6. Having the courage to be compassionate
There are so many other ways we could talk about encouraging empathy and altruism. Clinical studies show how important they can be to children of all ages. Things like getting your child a pet to take care of, going on a missions trip, serving at a food kitchen, or visiting a nursing home can help teach our kids empathy. While I’m sure you saw this example coming, clinical studies show that perhaps the strongest predictor of empathetic and courageous behaviour is when individuals grow up in a family that prioritized compassion and caring for others. Here’s a fantastic example:
Pearl and Samuel Oliner did a landmark study on how children who had compassionate parents tended to also be more empathetic and altruistic. The people the Oliners chose to study were Germans who had helped rescue Jews during the Nazi Holocaust. These people decided to help others despite the considerable risk of losing their own lives.

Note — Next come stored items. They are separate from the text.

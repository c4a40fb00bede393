//! Replay tool for the read-along highlighter.
//!
//! Runs a scripted scenario (document tree plus button, host and engine
//! events) through the narration controller with a recording speech engine
//! and prints a JSON report of what was spoken, what was announced and what
//! the document looks like afterwards.

mod engine;
mod scenario;

use crate::scenario::{load_scenario, run_scenario};
use anyhow::{Context, Result, anyhow};
use readalong_core::config::load_config;
use std::env;
use std::path::PathBuf;
use tracing::{error, info, warn};
use tracing_subscriber::{EnvFilter, fmt, prelude::*, reload};

type ReloadHandle = reload::Handle<EnvFilter, tracing_subscriber::Registry>;

const DEFAULT_CONFIG_PATH: &str = "conf/config.toml";

struct Args {
    scenario: PathBuf,
    config: PathBuf,
}

fn main() {
    let reload_handle = init_tracing();
    if let Err(err) = run(&reload_handle) {
        error!("{err:?}");
        std::process::exit(1);
    }
}

fn run(reload_handle: &ReloadHandle) -> Result<()> {
    let args = parse_args()?;
    let config = load_config(&args.config);
    set_log_level(reload_handle, config.log_level.as_filter_str());
    info!(
        scenario = %args.scenario.display(),
        level = %config.log_level,
        separator = ?config.separator,
        unit = %config.offset_unit,
        "Starting replay"
    );

    let scenario = load_scenario(&args.scenario)?;
    let report = run_scenario(scenario, &config)?;
    info!(
        spoken = report.spoken.len(),
        notices = report.notices.len(),
        markers = report.markers,
        "Replay finished"
    );
    let json = serde_json::to_string_pretty(&report).context("Failed to serialize report")?;
    println!("{json}");
    Ok(())
}

fn parse_args() -> Result<Args> {
    let mut args = env::args().skip(1);
    let scenario = args
        .next()
        .ok_or_else(|| anyhow!("Usage: readalong <scenario.json> [config.toml]"))?;
    let scenario = PathBuf::from(scenario);
    if !scenario.exists() {
        return Err(anyhow!("File not found: {}", scenario.display()));
    }
    let config = args
        .next()
        .map(PathBuf::from)
        .unwrap_or_else(|| PathBuf::from(DEFAULT_CONFIG_PATH));
    Ok(Args { scenario, config })
}

fn init_tracing() -> ReloadHandle {
    let env_filter = EnvFilter::try_from_default_env().unwrap_or_else(|_| EnvFilter::new("info"));
    let (filter_layer, handle) = reload::Layer::new(env_filter);
    tracing_subscriber::registry()
        .with(
            fmt::layer()
                .with_writer(std::io::stderr)
                .with_target(true)
                .with_file(true)
                .with_line_number(true)
                .with_filter(filter_layer),
        )
        .init();
    warn!("Logging initialized; override level with config.log_level or RUST_LOG");
    handle
}

fn set_log_level(handle: &ReloadHandle, level: &str) {
    let parsed = EnvFilter::builder()
        .parse(level)
        .unwrap_or_else(|_| EnvFilter::new("info"));
    if let Err(err) = handle.modify(|filter| *filter = parsed.clone()) {
        warn!(%level, "Failed to update log level from config: {err}");
    } else {
        info!(%level, "Applied log level from config");
    }
}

Person after person shared that the strength they drew on was from memories of their parents choosing to be courageous and caring. They and their parents lived out verses like Isaiah 1:17: “Learn to do good, seek justice, reprove the ruthless, defend the orphan, plead for the widow.”
The courage and compassion those Germans lived out is something that I pray we never have to face. But there will be courageous decisions that we can make every day. Those decisions can make a difference in how our children view others. Memories of what they saw us do to live out justice, mercy, empathy and altruism can impact them for the rest of their lives.
It is possible to teach our children how to show empathy and altruism, even in today’s world. We want our children to feel compassion and have the courage and willingness to step in and help others. If we are intentional as parents in demonstrating empathy and altruism, our children will notice and will learn from our example.